Recordé una vez, cuando mamá compró la réplica del entristecido
hombre encarcelado -Miranda en la Carraca-, habíamos visitado una
ciudad llamada Lara, en Venezuela. Allí me llevó a conocer el Obelisco de
Barquisimeto, una enorme construcción de unos setenta metros de
altura, con un aspecto un poco similar al monumento a Washington, sólo
que quizá un poco menos alto y con una forma completamente
rectangular, a diferencia de la piramidal del monumento a Washington.
En su base, una escalera conducía hasta una puerta a unos ocho metros
del suelo, a través de la cual se podía acceder al interior de la
construcción, donde un ascensor conducía a un mirador en lo alto, desde
el cual se puede observar gran parte de la hermosa ciudad. La parte alta
del Obelisco se encontraba decorada con un reloj analógico, justo debajo
de las ventanillas del mirador. Era bastante imponente.

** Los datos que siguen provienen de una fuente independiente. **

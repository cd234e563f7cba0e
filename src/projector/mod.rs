//! Result Projector: writes a resolved record back into the caller's state.

use std::collections::BTreeMap;

use serde::Serialize;
use serde_json::Value;

/// The caller's persisted state for one data source instance: an opaque
/// identity plus named attributes.
#[derive(Debug, Clone, Default, PartialEq, Serialize)]
pub struct ResourceState {
    id: Option<String>,
    attributes: BTreeMap<String, Value>,
}

impl ResourceState {
    pub fn new() -> Self {
        Self::default()
    }

    pub fn id(&self) -> Option<&str> {
        self.id.as_deref()
    }

    pub fn set_id(&mut self, id: impl Into<String>) {
        self.id = Some(id.into());
    }

    pub fn get(&self, key: &str) -> Option<&Value> {
        self.attributes.get(key)
    }

    pub fn set(&mut self, key: impl Into<String>, value: impl Into<Value>) {
        self.attributes.insert(key.into(), value.into());
    }

    pub fn attributes(&self) -> &BTreeMap<String, Value> {
        &self.attributes
    }
}

/// Maps a resolved record onto [`ResourceState`].
///
/// Projection is infallible and runs only after a successful resolution, so a
/// failed lookup never leaves the state half written.
pub trait Project {
    fn project(&self, state: &mut ResourceState);
}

Luego de haber ascendido hasta el mirador, y de habernos tomado unas
cuantas fotos en la hermosa plaza que rodeaba el ícono arquitectónico,
mamá me había llevado caminando por la calle Pedro León Torres,
contándome curiosidades sobre la ciudad, cosa que había logrado que el
recorrido se sintiera realmente corto. Finalmente, cruzamos en una calle
y me guió hasta un deslumbrante parque, el cual supe más tarde que
recibía el nombre del parque Ayacucho, y que además se trataba del
primer parque de Latinoamérica con acceso disponible para vehículos. En
el centro del parque, una estatua de Antonio José de Sucre -persona por
la cual el sitio recibía su nombre, pues él había recibido el título de Gran
Mariscal de Ayacucho-, que, pensaba ahora, no difería mucho del estilo
artístico de muchas de las aclamadas obras en las calles de Florencia.